Even a lay person like me, could see it was a disaster about to happen.

My suggestion, was that role-based patient communication would be much more understandable. Take some stereotypical sample citizens, map their 'day-in-the-life' using HSCIC data systems, show how these interactions send data to HSCIC and map them to show what data is extracted and where it goes, is stored and may be viewed and distributed by whom. There are an awful lot of individual scenarios so no model may match any real patient experience, but looking at it backwards, take all the HSCIC systems and extract a situation which would send the data up. A&E, School nurse, Electronic Prescription Service, Choose&Book, GP screening. Mental health call centre. It would be possible.

People should know what data, is extracted when, why and who will use it. Visuals are better than words. The leaflet failed in the case of care.data, but would an individual letter have achieved more, in just a few sentences?

More has been achieved to raise our awareness of the Health and Social Care Information Centre and Government uses of our health data, through all the hoo-ha in the press, and the re-tweet by David Nicholson of the care.data downfall parody, than by the original leaflet. Perhaps the leaflet's measure of success was not intended to be a 100% reach at all. I hope we'll understand more soon.

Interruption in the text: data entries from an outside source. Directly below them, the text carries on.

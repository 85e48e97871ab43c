//! Media value objects: codecs, containers, chunks and blobs

use std::fmt;
use std::str::FromStr;

use crate::domain::error::{InvalidCodecError, InvalidContainerError};

/// Default bitrate ceiling handed to the recorder (100 Mbps)
pub const DEFAULT_BITS_PER_SECOND: u64 = 100_000_000;

/// Video codecs the recorder can be configured with
#[derive(Debug, Clone, Copy, PartialEq, Eq, Hash, Default)]
pub enum Codec {
    #[default]
    Vp9,
    H264,
}

impl Codec {
    /// Get the string identifier
    pub const fn as_str(&self) -> &'static str {
        match self {
            Self::Vp9 => "vp9",
            Self::H264 => "h264",
        }
    }

    /// Recorder mime type, e.g. `video/webm;codecs=vp9`
    pub const fn mime_type(&self) -> &'static str {
        match self {
            Self::Vp9 => "video/webm;codecs=vp9",
            Self::H264 => "video/webm;codecs=h264",
        }
    }
}

impl FromStr for Codec {
    type Err = InvalidCodecError;

    fn from_str(s: &str) -> Result<Self, Self::Err> {
        match s.trim().to_lowercase().as_str() {
            "vp9" => Ok(Self::Vp9),
            "h264" => Ok(Self::H264),
            _ => Err(InvalidCodecError { input: s.to_string() }),
        }
    }
}

impl fmt::Display for Codec {
    fn fmt(&self, f: &mut fmt::Formatter<'_>) -> fmt::Result {
        write!(f, "{}", self.as_str())
    }
}

/// Output containers
#[derive(Debug, Clone, Copy, PartialEq, Eq, Hash, Default)]
pub enum Container {
    #[default]
    Webm,
    Mp4,
}

impl Container {
    /// Get the MIME type string
    pub const fn mime_type(&self) -> &'static str {
        match self {
            Self::Webm => "video/webm",
            Self::Mp4 => "video/mp4",
        }
    }

    /// Get the file extension
    pub const fn extension(&self) -> &'static str {
        match self {
            Self::Webm => "webm",
            Self::Mp4 => "mp4",
        }
    }
}

impl FromStr for Container {
    type Err = InvalidContainerError;

    fn from_str(s: &str) -> Result<Self, Self::Err> {
        match s.trim().to_lowercase().as_str() {
            "webm" => Ok(Self::Webm),
            "mp4" => Ok(Self::Mp4),
            _ => Err(InvalidContainerError { input: s.to_string() }),
        }
    }
}

impl fmt::Display for Container {
    fn fmt(&self, f: &mut fmt::Formatter<'_>) -> fmt::Result {
        write!(f, "{}", self.extension())
    }
}

/// One fragment of encoded media emitted by the recorder
#[derive(Debug, Clone, PartialEq, Eq)]
pub struct MediaChunk(Vec<u8>);

impl MediaChunk {
    /// Get the raw bytes
    pub fn data(&self) -> &[u8] {
        &self.0
    }

    /// Size in bytes
    pub fn len(&self) -> usize {
        self.0.len()
    }

    /// Check if the chunk carries no data
    pub fn is_empty(&self) -> bool {
        self.0.is_empty()
    }
}

impl From<Vec<u8>> for MediaChunk {
    fn from(data: Vec<u8>) -> Self {
        Self(data)
    }
}

impl From<&[u8]> for MediaChunk {
    fn from(data: &[u8]) -> Self {
        Self(data.to_vec())
    }
}

/// Value object for a complete media file in memory.
/// Contains the bytes and the container they are tagged with.
#[derive(Debug, Clone)]
pub struct MediaBlob {
    data: Vec<u8>,
    container: Container,
}

impl MediaBlob {
    /// Create a blob from raw bytes
    pub fn new(data: Vec<u8>, container: Container) -> Self {
        Self { data, container }
    }

    /// Concatenate chunks, in order, into a single blob
    pub fn concat(chunks: &[MediaChunk], container: Container) -> Self {
        let total = chunks.iter().map(MediaChunk::len).sum();
        let mut data = Vec::with_capacity(total);
        for chunk in chunks {
            data.extend_from_slice(chunk.data());
        }
        Self { data, container }
    }

    /// Get the raw bytes
    pub fn data(&self) -> &[u8] {
        &self.data
    }

    /// Consume and return the raw bytes
    pub fn into_data(self) -> Vec<u8> {
        self.data
    }

    /// Get the container tag
    pub fn container(&self) -> Container {
        self.container
    }

    /// Get the MIME type
    pub fn mime_type(&self) -> &'static str {
        self.container.mime_type()
    }

    /// Get the size in bytes
    pub fn size_bytes(&self) -> usize {
        self.data.len()
    }

    /// Check if the blob is empty
    pub fn is_empty(&self) -> bool {
        self.data.is_empty()
    }

    /// Get human-readable size
    pub fn human_readable_size(&self) -> String {
        human_readable_size(self.size_bytes())
    }
}

/// Format a byte count as B / KB / MB
pub fn human_readable_size(bytes: usize) -> String {
    if bytes < 1024 {
        format!("{} B", bytes)
    } else if bytes < 1024 * 1024 {
        format!("{:.1} KB", bytes as f64 / 1024.0)
    } else {
        format!("{:.1} MB", bytes as f64 / (1024.0 * 1024.0))
    }
}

(** for updated thought 19th April see note below.) Should we presume an 'optional template' means that no paid letter will be provided from NHS England to all? GP practices may decide to use the 'optional' template to send out letters now. Professor Mathers had called for one. But I wonder if GPs themselves will be expected to bear the cost, of an imposed central initiative for which there is no choice to participate and yet the GPs are legally liable Data Controllers for complaints? If no funding is offered, and GP practices decide not to send letters out, it would seem a risk trade off. The risk of a patient complaining or indeed legal action, if they did not know their data was going to be extracted and and potential risk for harm ensued. Yet fair processing should be a Data Protection Act requirement. But is it for care.data?

This week also saw the list of number of patients published by GP practice. Helpfully with postcode. So if my practice were to want to post a letter to every patient in my area, at 53p second class, it would cost around four thousand pounds. I don't know if they get any bulk discounts and one per household might reduce numbers. But that's a lot of money - but perhaps (**) it may be covered centrally after all, though the letter does not indicate that? (I now also know how few over 90 yr old men are registered, if interested).

It seems like there is much positive going on in the undercurrents of the care.data developments, which the general public cannot see, such as the care.data advisory group work-in-progress.

There would seem much which needs work in a very short space of time for relaunch in autumn. But if Dame Fiona Caldicott, Chair of the panel set up to advise NHS and Ministers on the use and governance of patient information, said she thinks we need longer, then I am sure she is right. To take as long as is needed to get it right would seem sensible. To rush and fail a second time, would be irretrievable. Surely, her advice would not be ignored again?

The HSCIC this week also released the Framework Agreement between the Department of Health and HSCIC. 

It will be interesting to see if this affects and changes the HSCIC roadmap. In my opinion, it should. The care.data addendum to widen commercial uses was pushed back but is still to resurface. There is still no clarity around commercial re-use licenses. These commercial drivers should come out if Mr.Hunt's rock solid assurance is to be believed which, "puts beyond any doubt that the HSCIC cannot release identifiable, or potentially identifiable, patient data for commercial insurance or other purely commercial purposes."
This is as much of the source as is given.